In February 2014, the European Securities and Markets Authority (ESMA) submitted a request to the European Commission for clarity on the definition of “derivative” or “derivative contract” in Regulation (EU) No 648/2012 on OTC derivatives, central counterparties and trade repositories (EMIR) in order to ensure a uniform application of the definition and therefore also EMIR across the European Union (see our previous briefing: EMIR - ESMA requests clarity on the definition of derivative).
In response, the European Commission invited ESMA to consider issuing guidelines on the application of the definitions of commodity derivative contracts under points (6) and (7) of Section C of Annex I to Directive 2004/39/EC on markets in financial instruments (MiFID) which relate to physically settled commodity forwards.
ESMA published a consultation paper (ESMA/2014/1189) - Guidelines on the application of C6 and C7 of Annex I of MiFID on 29 September 2014 (the Consultation Paper). We have commented on the most material parts of the Consultation Paper below.
Annex 1, Section C of MiFID provides the following definitions for points (6) and (7) (C6 and C7 respectively):
(6) Options, futures, swaps and any other derivative contract relating to commodities that can be physically settled provided that they are traded on a regulated market and/or an MTF.
(7) Options, futures, swaps, forwards and any other derivative contract relating to commodities that can be physically settled not otherwise mentioned in C.6 and not being for commercial purposes, which have the characteristics of other derivative financial instruments, having regard to whether, inter alia, they are cleared and settled through recognised clearing houses or are subject to regular margin calls.
There is not a common interpretation of C6 and C7 in respect of physically settled forwards across Member States. In particular, there is disagreement about whether forwards are included within C6 and what is meant by “physically settled” in both C6 and C7.
ESMA believes that forwards are included in the definition of C6 as they fall within the wording “any other derivative contract”. This assumes that it is a commodity forward that can be physically settled and is traded on a regulated market and/or an MTF. Such commodity forwards are therefore financial instruments under MiFID and within the scope of EMIR.
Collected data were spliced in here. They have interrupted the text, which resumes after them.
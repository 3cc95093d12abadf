//! Shared application router builder.
//!
//! [`build_app_router`] is used by both the production binary (`main.rs`)
//! and integration tests (`tests/common/mod.rs`) so they run the exact same
//! middleware stack.

use std::time::Duration;

use axum::http::header::CONTENT_TYPE;
use axum::http::{HeaderName, Method, StatusCode};
use axum::Router;
use tower_http::catch_panic::CatchPanicLayer;
use tower_http::cors::CorsLayer;
use tower_http::request_id::{MakeRequestUuid, PropagateRequestIdLayer, SetRequestIdLayer};
use tower_http::timeout::TimeoutLayer;
use tower_http::trace::{DefaultMakeSpan, DefaultOnResponse, TraceLayer};
use tracing::Level;

use crate::routes;
use crate::state::AppState;

/// Build the full application [`Router`] with all middleware layers.
///
/// The middleware stack is applied bottom-up:
///
/// 1. CORS
/// 2. Set request ID on incoming requests
/// 3. Structured request/response tracing
/// 4. Propagate request ID to response
/// 5. Request timeout
/// 6. Panic recovery (catch panics, return 500)
pub fn build_app_router(state: AppState) -> Router {
    let cors = build_cors_layer(&state.config.cors_origins);
    let timeout = Duration::from_secs(state.config.request_timeout_secs);
    let request_id_header = HeaderName::from_static("x-request-id");

    Router::new()
        // Health check at root level (not under /api).
        .merge(routes::health::router())
        .nest("/api", routes::api_routes())
        // -- Middleware stack (applied bottom-up) --
        .layer(CatchPanicLayer::new())
        .layer(TimeoutLayer::with_status_code(
            StatusCode::REQUEST_TIMEOUT,
            timeout,
        ))
        .layer(PropagateRequestIdLayer::new(request_id_header.clone()))
        .layer(
            TraceLayer::new_for_http()
                .make_span_with(DefaultMakeSpan::new().level(Level::INFO))
                .on_response(DefaultOnResponse::new().level(Level::INFO)),
        )
        .layer(SetRequestIdLayer::new(request_id_header, MakeRequestUuid))
        .layer(cors)
        .with_state(state)
}

/// Build the CORS middleware layer from the configured origins.
///
/// Panics at startup if any configured origin is invalid, so
/// misconfiguration fails fast.
pub fn build_cors_layer(cors_origins: &[String]) -> CorsLayer {
    let origins: Vec<_> = cors_origins
        .iter()
        .map(|o| {
            o.parse()
                .unwrap_or_else(|e| panic!("Invalid CORS origin '{o}': {e}"))
        })
        .collect();

    CorsLayer::new()
        .allow_origin(origins)
        .allow_methods([Method::GET, Method::POST, Method::DELETE])
        .allow_headers([CONTENT_TYPE])
        .allow_credentials(true)
        .max_age(Duration::from_secs(3600))
}
use std::sync::Arc;

use forgekit_core::tracker::GenerationTracker;
use forgekit_llm::LanguageModel;
use forgekit_pipeline::ReportSynchronizer;
use tokio::sync::Mutex;

use crate::config::ServerConfig;

/// Shared application state available to all Axum handlers via `State<AppState>`.
///
/// Cheaply cloneable: inner data is behind `Arc` or is already `Clone`.
#[derive(Clone)]
pub struct AppState {
    /// Database connection pool.
    pub pool: forgekit_db::DbPool,
    pub config: Arc<ServerConfig>,
    /// Model call, validation and report persistence.
    pub synchronizer: ReportSynchronizer,
    /// Per-component 3D generation lifecycle, process-local.
    pub tracker: Arc<Mutex<GenerationTracker>>,
}

impl AppState {
    pub fn new(
        pool: forgekit_db::DbPool,
        config: ServerConfig,
        model: Arc<dyn LanguageModel>,
    ) -> Self {
        Self {
            synchronizer: ReportSynchronizer::new(pool.clone(), model),
            pool,
            config: Arc::new(config),
            tracker: Arc::new(Mutex::new(GenerationTracker::new())),
        }
    }
}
The term “physically settled” is not defined in MiFID. However, ESMA has effectively re-issued the 2005 advice from its predecessor (The Committee of European Securities Regulators) on this subject.
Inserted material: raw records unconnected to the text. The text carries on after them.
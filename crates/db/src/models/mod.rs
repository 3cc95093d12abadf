//! Domain model structs and DTOs.
//!
//! Each submodule contains a `FromRow` + `Serialize` entity struct matching
//! the database row and, where rows are created from API input, a
//! `Deserialize` create DTO.

pub mod chat_message;
pub mod credit;
pub mod job;
pub mod project;
pub mod report;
ESMA’s view is that the term “physically settled” in respect of both C6 and C7 incorporates a broad range of delivery methods including:
- physical delivery of the relevant goods
- delivery of a document giving rights of an ownership nature to the relevant goods or the relevant quantity of the goods concerned (such as a bill of lading or a warehouse warrant)
- the amendment, assignment or other form of alteration of the records of rights of ownership in a central registry or other dematerialised system recording entitlement to establish a change in beneficial ownership of a physical commodity
- another method of bringing about the transfer of rights of an ownership nature in relation to the relevant quantity of goods without physically delivering them (including notification, scheduling or nomination to the operator of an energy supply network) that entitles the recipient to the relevant quantity of the goods.
Relationship between C5, C6 and C7
ESMA believes that there is no conflict in the overlap of definitions between commodity derivatives under point (5) of Annex 1, Section C of MiFID (C5) which “may be settled in cash at the option of one of the parties”, and commodity derivatives under C6 and C7 because:
- transactions which must be settled in cash fall under C5
- transactions which may be settled in cash at the option of one of the parties fall under C5. This means that a C5 transaction may be physically settled if the party with the option to settle in cash does not exercise this option
- transactions which must be physically settled fall initially under either C6 or C7, depending upon the place of execution and, in the case of C7, whether they are for commercial purposes
- transactions that can be physically settled in all cases fall initially under C6 or C7, depending on the place of execution, except for where there is an option, available to one of the parties, to cash settle in which case the transaction will fall under C5.
The points that we have highlighted above are the main issues that are preventing a uniform application of MiFID and, therefore, EMIR. However, the Consultation Paper also covers other issues such as how the words “not being for commercial purposes, which have the characteristics of other derivative financial instruments, having regard to whether, inter alia, they are cleared and settled through recognised clearing houses or are subject to regular margin calls” in respect of C7 should be interpreted.
The Consultation Paper is open for comments until 5 January 2015.
ESMA’s final guidelines on this subject will only apply to the current MiFID requirements. The impact of MiFID II falls outside the scope of the Consultation Paper.